» **EXERCISE DIRECTIONS**:
Every entry should be repeated exactly as written.

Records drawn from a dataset
-- Opening Marker --

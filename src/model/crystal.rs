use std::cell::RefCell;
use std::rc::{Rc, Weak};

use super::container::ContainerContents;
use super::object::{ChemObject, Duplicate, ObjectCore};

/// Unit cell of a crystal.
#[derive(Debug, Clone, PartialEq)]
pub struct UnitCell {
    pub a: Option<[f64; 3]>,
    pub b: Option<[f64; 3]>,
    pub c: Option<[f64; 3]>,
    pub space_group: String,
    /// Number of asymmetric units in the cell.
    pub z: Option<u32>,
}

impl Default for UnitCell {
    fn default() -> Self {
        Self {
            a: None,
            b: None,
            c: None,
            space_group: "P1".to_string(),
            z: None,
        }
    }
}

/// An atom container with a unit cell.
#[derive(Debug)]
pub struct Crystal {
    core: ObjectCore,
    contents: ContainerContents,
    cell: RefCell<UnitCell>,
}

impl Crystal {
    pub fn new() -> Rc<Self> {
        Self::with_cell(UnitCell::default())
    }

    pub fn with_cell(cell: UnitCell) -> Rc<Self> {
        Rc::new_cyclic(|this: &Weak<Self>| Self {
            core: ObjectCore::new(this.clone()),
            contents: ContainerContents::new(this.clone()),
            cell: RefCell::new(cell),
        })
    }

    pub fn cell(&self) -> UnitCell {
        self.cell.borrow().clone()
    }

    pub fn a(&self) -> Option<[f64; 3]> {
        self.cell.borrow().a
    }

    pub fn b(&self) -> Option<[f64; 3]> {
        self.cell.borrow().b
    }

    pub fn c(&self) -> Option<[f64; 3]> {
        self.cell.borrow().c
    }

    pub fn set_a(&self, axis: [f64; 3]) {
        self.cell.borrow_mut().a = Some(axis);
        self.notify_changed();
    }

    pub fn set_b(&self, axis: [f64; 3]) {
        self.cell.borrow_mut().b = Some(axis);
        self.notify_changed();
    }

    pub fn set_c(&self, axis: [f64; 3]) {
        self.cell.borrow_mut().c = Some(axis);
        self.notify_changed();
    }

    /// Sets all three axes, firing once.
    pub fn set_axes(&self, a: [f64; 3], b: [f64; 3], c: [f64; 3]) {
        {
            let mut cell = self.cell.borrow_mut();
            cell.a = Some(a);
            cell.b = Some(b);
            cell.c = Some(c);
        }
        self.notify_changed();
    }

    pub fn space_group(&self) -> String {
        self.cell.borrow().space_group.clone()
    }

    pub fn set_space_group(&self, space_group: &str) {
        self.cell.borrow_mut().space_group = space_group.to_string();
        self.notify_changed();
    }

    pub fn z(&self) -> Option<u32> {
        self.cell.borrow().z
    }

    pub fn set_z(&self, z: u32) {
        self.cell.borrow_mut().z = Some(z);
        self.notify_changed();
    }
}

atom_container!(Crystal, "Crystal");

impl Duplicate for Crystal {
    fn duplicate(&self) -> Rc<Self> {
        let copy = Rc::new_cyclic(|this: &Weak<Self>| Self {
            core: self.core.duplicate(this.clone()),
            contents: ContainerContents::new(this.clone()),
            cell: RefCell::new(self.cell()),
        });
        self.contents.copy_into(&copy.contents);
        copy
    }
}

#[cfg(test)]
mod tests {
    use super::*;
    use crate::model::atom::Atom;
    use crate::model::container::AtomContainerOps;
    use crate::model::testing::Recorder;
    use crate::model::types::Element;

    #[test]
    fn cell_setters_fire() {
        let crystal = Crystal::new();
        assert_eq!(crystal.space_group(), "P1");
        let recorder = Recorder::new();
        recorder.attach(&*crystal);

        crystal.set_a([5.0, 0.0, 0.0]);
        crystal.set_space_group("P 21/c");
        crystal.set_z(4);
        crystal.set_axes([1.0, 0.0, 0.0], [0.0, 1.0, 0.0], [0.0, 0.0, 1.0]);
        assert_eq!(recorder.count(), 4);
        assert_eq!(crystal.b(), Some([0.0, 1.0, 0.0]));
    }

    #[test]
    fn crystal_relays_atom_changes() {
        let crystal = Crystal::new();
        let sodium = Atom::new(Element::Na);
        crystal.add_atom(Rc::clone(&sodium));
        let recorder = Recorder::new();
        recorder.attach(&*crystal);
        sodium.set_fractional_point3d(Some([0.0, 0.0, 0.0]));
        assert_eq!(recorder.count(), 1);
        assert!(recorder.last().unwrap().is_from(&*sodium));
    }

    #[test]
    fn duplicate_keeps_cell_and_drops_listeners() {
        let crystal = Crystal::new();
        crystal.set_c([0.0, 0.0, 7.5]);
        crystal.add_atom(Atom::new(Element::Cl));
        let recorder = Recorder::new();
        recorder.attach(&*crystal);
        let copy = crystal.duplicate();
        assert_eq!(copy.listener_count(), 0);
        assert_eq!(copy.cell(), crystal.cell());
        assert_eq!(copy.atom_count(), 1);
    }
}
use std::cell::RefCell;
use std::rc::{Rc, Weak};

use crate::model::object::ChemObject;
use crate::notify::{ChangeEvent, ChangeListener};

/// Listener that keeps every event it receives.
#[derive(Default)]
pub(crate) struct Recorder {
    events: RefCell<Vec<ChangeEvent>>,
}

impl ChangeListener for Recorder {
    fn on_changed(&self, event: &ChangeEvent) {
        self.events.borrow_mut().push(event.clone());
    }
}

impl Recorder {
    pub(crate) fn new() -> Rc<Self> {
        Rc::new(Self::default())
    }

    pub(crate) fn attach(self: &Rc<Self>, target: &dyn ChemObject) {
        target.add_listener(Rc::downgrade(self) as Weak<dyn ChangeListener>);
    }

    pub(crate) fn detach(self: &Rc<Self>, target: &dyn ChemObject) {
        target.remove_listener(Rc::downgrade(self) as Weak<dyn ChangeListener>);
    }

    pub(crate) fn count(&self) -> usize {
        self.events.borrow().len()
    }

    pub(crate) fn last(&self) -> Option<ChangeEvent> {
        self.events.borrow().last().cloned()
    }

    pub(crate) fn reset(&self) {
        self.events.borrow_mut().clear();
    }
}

-- Closing Marker --

» **TASK ANSWER**:
filename src/model/crystal.rs
use std::cell::RefCell;
use std::rc::{Rc, Weak};

use super::container::ContainerContents;
use super::object::{ChemObject, Duplicate, ObjectCore};

/// Unit cell of a crystal.
#[derive(Debug, Clone, PartialEq)]
pub struct UnitCell {
    pub a: Option<[f64; 3]>,
    pub b: Option<[f64; 3]>,
    pub c: Option<[f64; 3]>,
    pub space_group: String,
    /// Number of asymmetric units in the cell.
    pub z: Option<u32>,
}

impl Default for UnitCell {
    fn default() -> Self {
        Self {
            a: None,
            b: None,
            c: None,
            space_group: "P1".to_string(),
            z: None,
        }
    }
}

/// An atom container with a unit cell.
#[derive(Debug)]
pub struct Crystal {
    core: ObjectCore,
    contents: ContainerContents,
    cell: RefCell<UnitCell>,
}

impl Crystal {
    pub fn new() -> Rc<Self> {
        Self::with_cell(UnitCell::default())
    }

    pub fn with_cell(cell: UnitCell) -> Rc<Self> {
        Rc::new_cyclic(|this: &Weak<Self>| Self {
            core: ObjectCore::new(this.clone()),
            contents: ContainerContents::new(this.clone()),
            cell: RefCell::new(cell),
        })
    }

    pub fn cell(&self) -> UnitCell {
        self.cell.borrow().clone()
    }

    pub fn a(&self) -> Option<[f64; 3]> {
        self.cell.borrow().a
    }

    pub fn b(&self) -> Option<[f64; 3]> {
        self.cell.borrow().b
    }

    pub fn c(&self) -> Option<[f64; 3]> {
        self.cell.borrow().c
    }

    pub fn set_a(&self, axis: [f64; 3]) {
        self.cell.borrow_mut().a = Some(axis);
        self.notify_changed();
    }

    pub fn set_b(&self, axis: [f64; 3]) {
        self.cell.borrow_mut().b = Some(axis);
        self.notify_changed();
    }

    pub fn set_c(&self, axis: [f64; 3]) {
        self.cell.borrow_mut().c = Some(axis);
        self.notify_changed();
    }

    /// Sets all three axes, firing once.
    pub fn set_axes(&self, a: [f64; 3], b: [f64; 3], c: [f64; 3]) {
        {
            let mut cell = self.cell.borrow_mut();
            cell.a = Some(a);
            cell.b = Some(b);
            cell.c = Some(c);
        }
        self.notify_changed();
    }

    pub fn space_group(&self) -> String {
        self.cell.borrow().space_group.clone()
    }

    pub fn set_space_group(&self, space_group: &str) {
        self.cell.borrow_mut().space_group = space_group.to_string();
        self.notify_changed();
    }

    pub fn z(&self) -> Option<u32> {
        self.cell.borrow().z
    }

    pub fn set_z(&self, z: u32) {
        self.cell.borrow_mut().z = Some(z);
        self.notify_changed();
    }
}

atom_container!(Crystal, "Crystal");

impl Duplicate for Crystal {
    fn duplicate(&self) -> Rc<Self> {
        let copy = Rc::new_cyclic(|this: &Weak<Self>| Self {
            core: self.core.duplicate(this.clone()),
            contents: ContainerContents::new(this.clone()),
            cell: RefCell::new(self.cell()),
        });
        self.contents.copy_into(&copy.contents);
        copy
    }
}

#[cfg(test)]
mod tests {
    use super::*;
    use crate::model::atom::Atom;
    use crate::model::container::AtomContainerOps;
    use crate::model::testing::Recorder;
    use crate::model::types::Element;

    #[test]
    fn cell_setters_fire() {
        let crystal = Crystal::new();
        assert_eq!(crystal.space_group(), "P1");
        let recorder = Recorder::new();
        recorder.attach(&*crystal);

        crystal.set_a([5.0, 0.0, 0.0]);
        crystal.set_space_group("P 21/c");
        crystal.set_z(4);
        crystal.set_axes([1.0, 0.0, 0.0], [0.0, 1.0, 0.0], [0.0, 0.0, 1.0]);
        assert_eq!(recorder.count(), 4);
        assert_eq!(crystal.b(), Some([0.0, 1.0, 0.0]));
    }

    #[test]
    fn crystal_relays_atom_changes() {
        let crystal = Crystal::new();
        let sodium = Atom::new(Element::Na);
        crystal.add_atom(Rc::clone(&sodium));
        let recorder = Recorder::new();
        recorder.attach(&*crystal);
        sodium.set_fractional_point3d(Some([0.0, 0.0, 0.0]));
        assert_eq!(recorder.count(), 1);
        assert!(recorder.last().unwrap().is_from(&*sodium));
    }

    #[test]
    fn duplicate_keeps_cell_and_drops_listeners() {
        let crystal = Crystal::new();
        crystal.set_c([0.0, 0.0, 7.5]);
        crystal.add_atom(Atom::new(Element::Cl));
        let recorder = Recorder::new();
        recorder.attach(&*crystal);
        let copy = crystal.duplicate();
        assert_eq!(copy.listener_count(), 0);
        assert_eq!(copy.cell(), crystal.cell());
        assert_eq!(copy.atom_count(), 1);
    }
}
use std::cell::RefCell;
use std::rc::{Rc, Weak};

use crate::model::object::ChemObject;
use crate::notify::{ChangeEvent, ChangeListener};

/// Listener that keeps every event it receives.
#[derive(Default)]
pub(crate) struct Recorder {
    events: RefCell<Vec<ChangeEvent>>,
}

impl ChangeListener for Recorder {
    fn on_changed(&self, event: &ChangeEvent) {
        self.events.borrow_mut().push(event.clone());
    }
}

impl Recorder {
    pub(crate) fn new() -> Rc<Self> {
        Rc::new(Self::default())
    }

    pub(crate) fn attach(self: &Rc<Self>, target: &dyn ChemObject) {
        target.add_listener(Rc::downgrade(self) as Weak<dyn ChangeListener>);
    }

    pub(crate) fn detach(self: &Rc<Self>, target: &dyn ChemObject) {
        target.remove_listener(Rc::downgrade(self) as Weak<dyn ChangeListener>);
    }

    pub(crate) fn count(&self) -> usize {
        self.events.borrow().len()
    }

    pub(crate) fn last(&self) -> Option<ChangeEvent> {
        self.events.borrow().last().cloned()
    }

    pub(crate) fn reset(&self) {
        self.events.borrow_mut().clear();
    }
}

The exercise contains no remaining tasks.